Macro Economic Sensitivity
The hotel division is highly sensitive to travel and tourism trends and health crises (COVID-19), which led to the inability to service debt to LIC Housing Finance.
Consumer Behavior
A shift toward online accommodation booking (OYO/Airbnb) is forcing the hotel division to adapt its pricing and distribution strategy.
Regulatory & Governance
Industry Regulations
Operations are subject to SEBI (LODR) Regulations and the Companies Act 2013. The hotel division must comply with hospitality standards and local tourism regulations.
Environmental Compliance
The company operates a wind power division, contributing to green energy, though specific compliance costs are not disclosed.
Taxation Policy Impact
The company has a deferred tax liability of INR 16.30 Cr as of September 2025.
Legal Contingencies
The company is currently in default/irregular status regarding EMI repayments to LIC Housing Finance Limited due to inadequate cash flows from the hotel division.
Risk Analysis
Key Uncertainties
The primary uncertainty is the company's ability to normalize debt repayments to LIC Housing Finance. Financial risk is high due to the weak coverage indicators and historical operating losses.

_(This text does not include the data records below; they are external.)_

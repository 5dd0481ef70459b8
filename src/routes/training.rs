use actix_web::{get, post, put, web, HttpRequest, HttpResponse};
use chrono::Utc;
use serde_json::json;

use crate::auth::identity;
use crate::database::parse_id;
use crate::error::{AppError, Result};
use crate::events::ProgressEvent;
use crate::models::{
    role::Capability,
    training::{Training, TrainingRequest, TrainingResponse},
    training_progress::TrainingProgress,
    worksheet::{Worksheet, WorksheetRequest},
};
use crate::state::AppState;

async fn find_training(state: &AppState, training_id: &str) -> Result<Training> {
    let training_id = parse_id(training_id)?;
    Training::find_by_id(&state.db, &training_id)
        .await?
        .ok_or_else(|| AppError::not_found("TRAINING_NOT_FOUND"))
}

#[get("/trainings")]
pub async fn get_trainings(state: web::Data<AppState>, req: HttpRequest) -> Result<HttpResponse> {
    identity(&req)?.require(Capability::ViewContent)?;

    let trainings = Training::find_many(&state.db).await?;
    let trainings: Vec<TrainingResponse> = trainings.iter().map(TrainingResponse::from).collect();
    Ok(HttpResponse::Ok().json(trainings))
}
#[post("/trainings")]
pub async fn create_training(
    state: web::Data<AppState>,
    payload: web::Json<TrainingRequest>,
    req: HttpRequest,
) -> Result<HttpResponse> {
    identity(&req)?.require(Capability::ManageTrainings)?;

    let mut training = Training::from_request(payload.into_inner(), Utc::now())?;
    let _id = training.save(&state.db).await?;
    tracing::info!(training_id = %_id, title = %training.title, "training created");
    Ok(HttpResponse::Created().body(_id.to_string()))
}
#[post("/trainings/reorder")]
pub async fn reorder_trainings(
    state: web::Data<AppState>,
    req: HttpRequest,
) -> Result<HttpResponse> {
    identity(&req)?.require(Capability::ManageTrainings)?;

    let count = Training::reorder_by_date(&state.db).await?;
    Ok(HttpResponse::Ok().json(json!({ "reordered": count })))
}
#[put("/trainings/{training_id}")]
pub async fn update_training(
    state: web::Data<AppState>,
    training_id: web::Path<String>,
    payload: web::Json<TrainingRequest>,
    req: HttpRequest,
) -> Result<HttpResponse> {
    identity(&req)?.require(Capability::ManageTrainings)?;

    let existing = find_training(&state, &training_id).await?;
    let mut training = Training::from_request(payload.into_inner(), Utc::now())?;
    training._id = existing._id;
    training.order = existing.order;
    training.created_at = existing.created_at;

    let _id = training.update(&state.db).await?;
    Ok(HttpResponse::Ok().body(_id.to_string()))
}
#[post("/trainings/{training_id}/video")]
pub async fn complete_video(
    state: web::Data<AppState>,
    training_id: web::Path<String>,
    req: HttpRequest,
) -> Result<HttpResponse> {
    let identity = identity(&req)?;
    let user = identity.require(Capability::CompleteTraining)?;
    let user_id = user.id()?;
    let training = find_training(&state, &training_id).await?;
    let training_id = training
        ._id
        .ok_or_else(|| AppError::not_found("TRAINING_NOT_FOUND"))?;

    TrainingProgress::mark_video_completed(&state.db, &user_id, &training_id, Utc::now()).await?;
    state.events.publish(ProgressEvent::VideoCompleted {
        user_id: user_id.to_hex(),
        training_id: training_id.to_hex(),
    });
    Ok(HttpResponse::Ok().body(training_id.to_string()))
}
#[post("/trainings/{training_id}/worksheets")]
pub async fn submit_worksheet(
    state: web::Data<AppState>,
    training_id: web::Path<String>,
    payload: web::Json<WorksheetRequest>,
    req: HttpRequest,
) -> Result<HttpResponse> {
    let identity = identity(&req)?;
    let user = identity.require(Capability::SubmitWorksheet)?;
    let user_id = user.id()?;
    let training = find_training(&state, &training_id).await?;
    let training_id = training
        ._id
        .ok_or_else(|| AppError::not_found("TRAINING_NOT_FOUND"))?;

    let submission =
        Worksheet::submit(&state.db, user_id, training_id, payload.into_inner(), Utc::now()).await?;
    state.events.publish(ProgressEvent::WorksheetSubmitted {
        user_id: user_id.to_hex(),
        training_id: training_id.to_hex(),
        bold_action_id: submission.bold_action_id.clone(),
    });
    Ok(HttpResponse::Created().json(submission))
}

Geographic Concentration Risk
High concentration in Andhra Pradesh, Telangana, and Tamil Nadu, making the company vulnerable to regional economic downturns.
Third Party Dependencies
High dependency on raw material suppliers, with 31-35% of revenue intensity tied to supplier advances.
Technology Obsolescence Risk
The hotel division faces digital disruption from online booking platforms and aggregators.
Credit & Counterparty Risk
Trade receivables stood at INR 14.03 Cr as of September 2025, representing a risk if customer collections are delayed in the competitive agarbathi market.